Well, he can be an all-American kid and volunteer to go to war then.

At least Dan Quayle got a few medals for marksmanship at Kent State.,

I remember a msg board flamer way back when, had to be around the time 43 was running for President, posting, "I felt so safe during Vietnam when George Bush was flying sorties over my house." :D
 
They both sent troops - if the draft were in effect it wouldn't matter who had started it.

The point isn't that hard to get, unless you're simply trying to be obtuse. I'm not sening my kiddos to die in any war that's not about defending the US, the post I quoted seemed fine with it as long as it wasn't for trump.

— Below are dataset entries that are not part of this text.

//! Unified error types surfaced by the runtime API.
//!
//! Wraps failures from worker coordination, encounter setup, illegal plays,
//! and action providers so clients can bubble them up with consistent context.
use thiserror::Error;
use tokio::sync::oneshot;

use combat_core::{ErrorSeverity, GameError, PlayError, SetupError};

pub type Result<T> = std::result::Result<T, RuntimeError>;

#[derive(Debug, Error)]
pub enum RuntimeError {
    #[error("player action provider not set")]
    ProviderNotSet,

    #[error("action provider failed: {0}")]
    Provider(String),

    #[error("simulation worker command channel closed")]
    CommandChannelClosed,

    #[error("simulation worker reply channel closed")]
    ReplyChannelClosed(#[source] oneshot::error::RecvError),

    #[error("simulation worker join failed")]
    WorkerJoin(#[source] tokio::task::JoinError),

    #[error("runtime requires a catalog to be configured before building")]
    MissingCatalog,

    #[error("runtime requires an enemy id to be configured before building")]
    MissingEnemy,

    #[error("failed to set up encounter")]
    Setup(#[from] SetupError),

    #[error(transparent)]
    Play(#[from] PlayError),

    #[error("encounter still running after {max_rounds} rounds")]
    RoundLimitExceeded { max_rounds: u32 },

    #[error("failed to open event journal")]
    Journal(#[source] std::io::Error),
}

impl GameError for RuntimeError {
    fn severity(&self) -> ErrorSeverity {
        use RuntimeError::*;
        match self {
            Play(inner) => inner.severity(),
            Setup(inner) => inner.severity(),
            Provider(_) | RoundLimitExceeded { .. } => ErrorSeverity::Recoverable,
            ProviderNotSet | MissingCatalog | MissingEnemy => ErrorSeverity::Validation,
            CommandChannelClosed | ReplyChannelClosed(_) | WorkerJoin(_) | Journal(_) => {
                ErrorSeverity::Fatal
            }
        }
    }

    fn error_code(&self) -> &'static str {
        use RuntimeError::*;
        match self {
            ProviderNotSet => "RUNTIME_PROVIDER_NOT_SET",
            Provider(_) => "RUNTIME_PROVIDER",
            CommandChannelClosed => "RUNTIME_COMMAND_CHANNEL_CLOSED",
            ReplyChannelClosed(_) => "RUNTIME_REPLY_CHANNEL_CLOSED",
            WorkerJoin(_) => "RUNTIME_WORKER_JOIN",
            MissingCatalog => "RUNTIME_MISSING_CATALOG",
            MissingEnemy => "RUNTIME_MISSING_ENEMY",
            Setup(inner) => inner.error_code(),
            Play(inner) => inner.error_code(),
            RoundLimitExceeded { .. } => "RUNTIME_ROUND_LIMIT",
            Journal(_) => "RUNTIME_JOURNAL",
        }
    }
}
//! Authoritative encounter state.
//!
//! This module owns the data structures that describe both combatants, the
//! player's card piles and round bookkeeping. Runtime layers clone or query
//! this state but mutate it exclusively through the engine.
pub mod types;

pub use types::{
    CombatantState, DeckPiles, DrawReport, EffectDuration, InvariantViolation, LedgerAdvance,
    Outcome, Phase, Pool, Restoration, RoundState, Side, StatusEffectEntry, StatusKind,
    StatusLedger, StatusTraits,
};

use crate::env::CardDefinition;

/// Canonical snapshot of a running encounter.
#[derive(Clone, Debug, PartialEq, Eq)]
#[cfg_attr(feature = "serde", derive(serde::Serialize, serde::Deserialize))]
pub struct EncounterState {
    /// Seed for every roll of the encounter.
    ///
    /// Set once at creation and never modified.
    pub seed: u64,
    pub player: CombatantState,
    pub enemy: CombatantState,
    pub deck: DeckPiles<CardDefinition>,
    pub turn: RoundState,
}

impl EncounterState {
    pub fn new(
        seed: u64,
        player: CombatantState,
        enemy: CombatantState,
        deck: DeckPiles<CardDefinition>,
    ) -> Self {
        Self {
            seed,
            player,
            enemy,
            deck,
            turn: RoundState::default(),
        }
    }

    pub fn combatant(&self, side: Side) -> &CombatantState {
        match side {
            Side::Player => &self.player,
            Side::Enemy => &self.enemy,
        }
    }

    pub fn combatant_mut(&mut self, side: Side) -> &mut CombatantState {
        match side {
            Side::Player => &mut self.player,
            Side::Enemy => &mut self.enemy,
        }
    }

    pub fn outcome(&self) -> Option<Outcome> {
        self.turn.outcome
    }
}
use serde::Deserialize;
use thiserror::Error;

use crate::provider::http_client::{self, Response, StatusCode};

pub const GENERIC_ERROR_MESSAGE: &str = "Server error";

#[derive(Debug, Error)]
pub enum ServiceError {
    #[error("{message}")]
    Api { status: StatusCode, message: String },
    #[error("HTTP client error: {0}")]
    HttpClient(#[from] http_client::Error),
    #[error("URL error: {0}")]
    Url(#[from] url::ParseError),
    #[error("Missing configuration `{0}`")]
    MissingConfiguration(&'static str),
}

impl ServiceError {
    /// Text for a view's error banner
    pub fn user_message(&self) -> String {
        let message = match self {
            Self::Api { message, .. } => message.to_owned(),
            other => other.to_string(),
        };

        if message.trim().is_empty() {
            GENERIC_ERROR_MESSAGE.to_string()
        } else {
            message
        }
    }
}

#[derive(Deserialize)]
struct ApiErrorBody {
    message: Option<String>,
}

pub(crate) trait ApiResponseExt: Sized {
    /// Converts 4xx/5xx responses into [`ServiceError::Api`], taking the
    /// `message` field of the JSON error body when there is one
    fn api_error_for_status(self) -> Result<Self, ServiceError>;
}

impl ApiResponseExt for Response {
    fn api_error_for_status(self) -> Result<Self, ServiceError> {
        if !self.status.is_error() {
            return Ok(self);
        }

        let message = serde_json::from_slice::<ApiErrorBody>(&self.body)
            .ok()
            .and_then(|body| body.message)
            .filter(|message| !message.trim().is_empty())
            .unwrap_or_else(|| GENERIC_ERROR_MESSAGE.to_string());

        tracing::warn!(
            status = %self.status,
            method = %self.request.method,
            url = %self.request.url,
            %message,
            "API request failed"
        );

        Err(ServiceError::Api {
            status: self.status,
            message,
        })
    }
}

The problem I've always seen with the ending of the peacetime draft is that it's much easier for politicians to get us into wars if most Americans don't even have skin in the game. Meaning, an all-volunteer military is made up of a fraction of the US, and they signed up for the duty.

I always found it odd during the Iraq war - all these gungho college Republicans cheering on the war wihile having other priorities when it came time for them to go fight.

I may sound like a hypocrite here, I will admit. I missed the peacetime draft registration by about a week. Carter had reinstituted it in 1980, but only for those born in 1960 or above. I was born at the end of December 1959, so I didn't have to register.

But this was during the Iran hostage crisis, and I was in college at the time. I do remember at the time wanting to go enlist if we went to war with Iran. I think everyone was angry at the mullahs at the time.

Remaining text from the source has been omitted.